**Exercise prompt**
Print out the records precisely, keeping each line identical to its source.

**Supplied data**
//! Run configuration: immutable per-run settings resolved from environment
//! variables and CLI flags, plus model identifier handling.

use std::env;
use std::str::FromStr;
use std::time::Duration;

use once_cell::sync::Lazy;
use regex::Regex;
use url::Url;

use crate::FetchMode;
use crate::constants::{
    API_KEY_ENV_NAME, DEFAULT_MAX_URLS_PER_SECTION, DEFAULT_MAX_WORKERS,
    DEFAULT_REQUEST_TIMEOUT_SECS, MAX_CONTENT_LENGTH, MAX_URLS_PER_SECTION_ENV_NAME,
    MAX_WORKERS_ENV_NAME, REQUEST_TIMEOUT_ENV_NAME,
};
use crate::error::PipelineError;

static MODEL_ID_REGEX: Lazy<Regex> = Lazy::new(|| {
    Regex::new(r"^[a-zA-Z0-9_-]+/[a-zA-Z0-9._-]+(?::[a-zA-Z0-9._-]+)?$")
        .expect("Failed to compile MODEL_ID regex")
});

/// Curated OpenRouter models grouped by provider. Any other identifier can
/// be supplied as a custom model, subject to [`validate_model_id`].
pub const MODEL_CATALOG: &[(&str, &[&str])] = &[
    (
        "Deepseek",
        &[
            "deepseek/deepseek-r1-0528",
            "deepseek/deepseek-prover-v2",
            "deepseek/deepseek-r1-0528:free",
            "deepseek/deepseek-prover-v2:free",
        ],
    ),
    (
        "OpenAI",
        &[
            "openai/gpt-4.1",
            "openai/gpt-4.1-mini",
            "openai/gpt-4.1-nano",
            "openai/chatgpt-4o-latest",
            "openai/gpt-4o-mini",
            "openai/o1-preview",
            "openai/o1-mini",
        ],
    ),
    (
        "Claude",
        &[
            "anthropic/claude-opus-4",
            "anthropic/claude-sonnet-4",
            "anthropic/claude-3.7-sonnet",
            "anthropic/claude-3.7-sonnet:thinking",
            "anthropic/claude-3.5-haiku",
            "anthropic/claude-3.5-sonnet",
        ],
    ),
    (
        "Gemini",
        &[
            "google/gemini-2.5-flash-preview-05-20",
            "google/gemini-2.5-flash-preview-05-20:thinking",
            "google/gemini-2.5-pro-preview",
            "google/gemma-3-27b-it",
        ],
    ),
    ("xAI", &["x-ai/grok-3-mini-beta", "x-ai/grok-3-beta"]),
    ("Qwen", &["qwen/qwen2.5-vl-32b-instruct"]),
];

/// Checks a model identifier against the `provider/model-name[:variant]`
/// format. Bare names, trailing slashes and embedded whitespace are
/// rejected.
///
/// # Errors
///
/// Returns `PipelineError::Validation` when the identifier does not match.
pub fn validate_model_id(model: &str) -> Result<(), PipelineError> {
    if MODEL_ID_REGEX.is_match(model.trim()) {
        Ok(())
    } else {
        Err(PipelineError::Validation(format!(
            "invalid model identifier {model:?}, expected provider/model-name[:variant]"
        )))
    }
}

/// Returns a user-friendly display name for a model identifier: the
/// provider prefix is dropped and the `:free`/`:thinking` variants become
/// ` (Free)`/` (Thinking)` suffixes.
pub fn model_display_name(model: &str) -> String {
    let Some((_, name)) = model.split_once('/') else {
        return model.to_string();
    };
    if let Some(base) = name.strip_suffix(":free") {
        format!("{base} (Free)")
    } else if let Some(base) = name.strip_suffix(":thinking") {
        format!("{base} (Thinking)")
    } else {
        name.to_string()
    }
}

/// Website name and description shown at the top of the generated file.
/// User-supplied and frozen before the pipeline starts.
#[derive(Debug, Clone, PartialEq, Eq)]
pub struct SiteMetadata {
    pub name: String,
    pub description: String,
}

impl SiteMetadata {
    /// Fills in blanks: a missing name is derived from the first URL's
    /// domain and a missing description becomes a generic one-liner.
    pub fn resolve(
        name: Option<String>,
        description: Option<String>,
        first_url: Option<&str>,
    ) -> Self {
        let name = match name.filter(|value| !value.trim().is_empty()) {
            Some(value) => value.trim().to_string(),
            None => first_url
                .and_then(site_name_from_url)
                .unwrap_or_else(|| "Website".to_string()),
        };
        let description = match description.filter(|value| !value.trim().is_empty()) {
            Some(value) => value.trim().to_string(),
            None => format!("Information about {name}"),
        };

        Self { name, description }
    }
}

/// Derives a site name from the registrable part of a URL's host,
/// e.g. `https://www.example.com/a` becomes `Example`.
fn site_name_from_url(url: &str) -> Option<String> {
    let parsed = Url::parse(url).ok()?;
    let host = parsed.host_str()?;
    let label = host.split('.').rev().nth(1).unwrap_or(host);
    let mut chars = label.chars();
    let first = chars.next()?;
    Some(first.to_uppercase().chain(chars).collect())
}

/// Immutable per-run settings. Resolved from the environment, overridden
/// by CLI flags, validated before the pipeline starts.
pub struct ProcessingConfig {
    /// How page HTML is obtained, chosen once for the whole run.
    pub fetch_mode: FetchMode,
    /// Whether descriptions are generated with an LLM.
    pub use_ai_description: bool,
    /// OpenRouter model identifier, `provider/model-name[:variant]`.
    pub llm_model: String,
    /// API key for the LLM endpoint, if configured.
    pub api_key: Option<String>,
    /// Bound on every network request.
    pub request_timeout: Duration,
    /// Number of URLs processed concurrently.
    pub max_workers: usize,
    /// Cap on entries listed per output section.
    pub max_urls_per_section: usize,
    /// Cap on extracted main text, in characters.
    pub max_content_length: usize,
    /// Optional rate limit for LLM requests per minute.
    pub rpm: Option<u32>,
}

impl ProcessingConfig {
    /// Resolves the baseline configuration from the environment. The model
    /// identifier is validated here when AI descriptions are requested, so
    /// a malformed one rejects the run before any URL is touched.
    ///
    /// # Errors
    ///
    /// Returns `PipelineError::Validation` for a malformed model
    /// identifier or an unparseable environment override.
    pub fn from_env(
        fetch_mode: FetchMode,
        use_ai_description: bool,
        llm_model: String,
    ) -> Result<Self, PipelineError> {
        if use_ai_description {
            validate_model_id(&llm_model)?;
        }

        Ok(Self {
            fetch_mode,
            use_ai_description,
            llm_model,
            api_key: env::var(API_KEY_ENV_NAME)
                .ok()
                .filter(|key| !key.trim().is_empty()),
            request_timeout: Duration::from_secs(env_or(
                REQUEST_TIMEOUT_ENV_NAME,
                DEFAULT_REQUEST_TIMEOUT_SECS,
            )?),
            max_workers: env_or(MAX_WORKERS_ENV_NAME, DEFAULT_MAX_WORKERS)?,
            max_urls_per_section: env_or(
                MAX_URLS_PER_SECTION_ENV_NAME,
                DEFAULT_MAX_URLS_PER_SECTION,
            )?,
            max_content_length: MAX_CONTENT_LENGTH,
            rpm: None,
        })
    }
}

/// Reads an environment override, falling back to the default when the
/// variable is absent.
fn env_or<T: FromStr>(name: &str, default: T) -> Result<T, PipelineError> {
    match env::var(name) {
        Ok(raw) => raw.trim().parse().map_err(|_| {
            PipelineError::Validation(format!("{name} must be a positive integer, got {raw:?}"))
        }),
        Err(env::VarError::NotPresent) => Ok(default),
        Err(error) => Err(PipelineError::Validation(format!("{name}: {error}"))),
    }
}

**Solution to this problem**
//! Run configuration: immutable per-run settings resolved from environment
//! variables and CLI flags, plus model identifier handling.

use std::env;
use std::str::FromStr;
use std::time::Duration;

use once_cell::sync::Lazy;
use regex::Regex;
use url::Url;

use crate::FetchMode;
use crate::constants::{
    API_KEY_ENV_NAME, DEFAULT_MAX_URLS_PER_SECTION, DEFAULT_MAX_WORKERS,
    DEFAULT_REQUEST_TIMEOUT_SECS, MAX_CONTENT_LENGTH, MAX_URLS_PER_SECTION_ENV_NAME,
    MAX_WORKERS_ENV_NAME, REQUEST_TIMEOUT_ENV_NAME,
};
use crate::error::PipelineError;

static MODEL_ID_REGEX: Lazy<Regex> = Lazy::new(|| {
    Regex::new(r"^[a-zA-Z0-9_-]+/[a-zA-Z0-9._-]+(?::[a-zA-Z0-9._-]+)?$")
        .expect("Failed to compile MODEL_ID regex")
});

/// Curated OpenRouter models grouped by provider. Any other identifier can
/// be supplied as a custom model, subject to [`validate_model_id`].
pub const MODEL_CATALOG: &[(&str, &[&str])] = &[
    (
        "Deepseek",
        &[
            "deepseek/deepseek-r1-0528",
            "deepseek/deepseek-prover-v2",
            "deepseek/deepseek-r1-0528:free",
            "deepseek/deepseek-prover-v2:free",
        ],
    ),
    (
        "OpenAI",
        &[
            "openai/gpt-4.1",
            "openai/gpt-4.1-mini",
            "openai/gpt-4.1-nano",
            "openai/chatgpt-4o-latest",
            "openai/gpt-4o-mini",
            "openai/o1-preview",
            "openai/o1-mini",
        ],
    ),
    (
        "Claude",
        &[
            "anthropic/claude-opus-4",
            "anthropic/claude-sonnet-4",
            "anthropic/claude-3.7-sonnet",
            "anthropic/claude-3.7-sonnet:thinking",
            "anthropic/claude-3.5-haiku",
            "anthropic/claude-3.5-sonnet",
        ],
    ),
    (
        "Gemini",
        &[
            "google/gemini-2.5-flash-preview-05-20",
            "google/gemini-2.5-flash-preview-05-20:thinking",
            "google/gemini-2.5-pro-preview",
            "google/gemma-3-27b-it",
        ],
    ),
    ("xAI", &["x-ai/grok-3-mini-beta", "x-ai/grok-3-beta"]),
    ("Qwen", &["qwen/qwen2.5-vl-32b-instruct"]),
];

/// Checks a model identifier against the `provider/model-name[:variant]`
/// format. Bare names, trailing slashes and embedded whitespace are
/// rejected.
///
/// # Errors
///
/// Returns `PipelineError::Validation` when the identifier does not match.
pub fn validate_model_id(model: &str) -> Result<(), PipelineError> {
    if MODEL_ID_REGEX.is_match(model.trim()) {
        Ok(())
    } else {
        Err(PipelineError::Validation(format!(
            "invalid model identifier {model:?}, expected provider/model-name[:variant]"
        )))
    }
}

/// Returns a user-friendly display name for a model identifier: the
/// provider prefix is dropped and the `:free`/`:thinking` variants become
/// ` (Free)`/` (Thinking)` suffixes.
pub fn model_display_name(model: &str) -> String {
    let Some((_, name)) = model.split_once('/') else {
        return model.to_string();
    };
    if let Some(base) = name.strip_suffix(":free") {
        format!("{base} (Free)")
    } else if let Some(base) = name.strip_suffix(":thinking") {
        format!("{base} (Thinking)")
    } else {
        name.to_string()
    }
}

/// Website name and description shown at the top of the generated file.
/// User-supplied and frozen before the pipeline starts.
#[derive(Debug, Clone, PartialEq, Eq)]
pub struct SiteMetadata {
    pub name: String,
    pub description: String,
}

impl SiteMetadata {
    /// Fills in blanks: a missing name is derived from the first URL's
    /// domain and a missing description becomes a generic one-liner.
    pub fn resolve(
        name: Option<String>,
        description: Option<String>,
        first_url: Option<&str>,
    ) -> Self {
        let name = match name.filter(|value| !value.trim().is_empty()) {
            Some(value) => value.trim().to_string(),
            None => first_url
                .and_then(site_name_from_url)
                .unwrap_or_else(|| "Website".to_string()),
        };
        let description = match description.filter(|value| !value.trim().is_empty()) {
            Some(value) => value.trim().to_string(),
            None => format!("Information about {name}"),
        };

        Self { name, description }
    }
}

/// Derives a site name from the registrable part of a URL's host,
/// e.g. `https://www.example.com/a` becomes `Example`.
fn site_name_from_url(url: &str) -> Option<String> {
    let parsed = Url::parse(url).ok()?;
    let host = parsed.host_str()?;
    let label = host.split('.').rev().nth(1).unwrap_or(host);
    let mut chars = label.chars();
    let first = chars.next()?;
    Some(first.to_uppercase().chain(chars).collect())
}

/// Immutable per-run settings. Resolved from the environment, overridden
/// by CLI flags, validated before the pipeline starts.
pub struct ProcessingConfig {
    /// How page HTML is obtained, chosen once for the whole run.
    pub fetch_mode: FetchMode,
    /// Whether descriptions are generated with an LLM.
    pub use_ai_description: bool,
    /// OpenRouter model identifier, `provider/model-name[:variant]`.
    pub llm_model: String,
    /// API key for the LLM endpoint, if configured.
    pub api_key: Option<String>,
    /// Bound on every network request.
    pub request_timeout: Duration,
    /// Number of URLs processed concurrently.
    pub max_workers: usize,
    /// Cap on entries listed per output section.
    pub max_urls_per_section: usize,
    /// Cap on extracted main text, in characters.
    pub max_content_length: usize,
    /// Optional rate limit for LLM requests per minute.
    pub rpm: Option<u32>,
}

impl ProcessingConfig {
    /// Resolves the baseline configuration from the environment. The model
    /// identifier is validated here when AI descriptions are requested, so
    /// a malformed one rejects the run before any URL is touched.
    ///
    /// # Errors
    ///
    /// Returns `PipelineError::Validation` for a malformed model
    /// identifier or an unparseable environment override.
    pub fn from_env(
        fetch_mode: FetchMode,
        use_ai_description: bool,
        llm_model: String,
    ) -> Result<Self, PipelineError> {
        if use_ai_description {
            validate_model_id(&llm_model)?;
        }

        Ok(Self {
            fetch_mode,
            use_ai_description,
            llm_model,
            api_key: env::var(API_KEY_ENV_NAME)
                .ok()
                .filter(|key| !key.trim().is_empty()),
            request_timeout: Duration::from_secs(env_or(
                REQUEST_TIMEOUT_ENV_NAME,
                DEFAULT_REQUEST_TIMEOUT_SECS,
            )?),
            max_workers: env_or(MAX_WORKERS_ENV_NAME, DEFAULT_MAX_WORKERS)?,
            max_urls_per_section: env_or(
                MAX_URLS_PER_SECTION_ENV_NAME,
                DEFAULT_MAX_URLS_PER_SECTION,
            )?,
            max_content_length: MAX_CONTENT_LENGTH,
            rpm: None,
        })
    }
}

/// Reads an environment override, falling back to the default when the
/// variable is absent.
fn env_or<T: FromStr>(name: &str, default: T) -> Result<T, PipelineError> {
    match env::var(name) {
        Ok(raw) => raw.trim().parse().map_err(|_| {
            PipelineError::Validation(format!("{name} must be a positive integer, got {raw:?}"))
        }),
        Err(env::VarError::NotPresent) => Ok(default),
        Err(error) => Err(PipelineError::Validation(format!("{name}: {error}"))),
    }
}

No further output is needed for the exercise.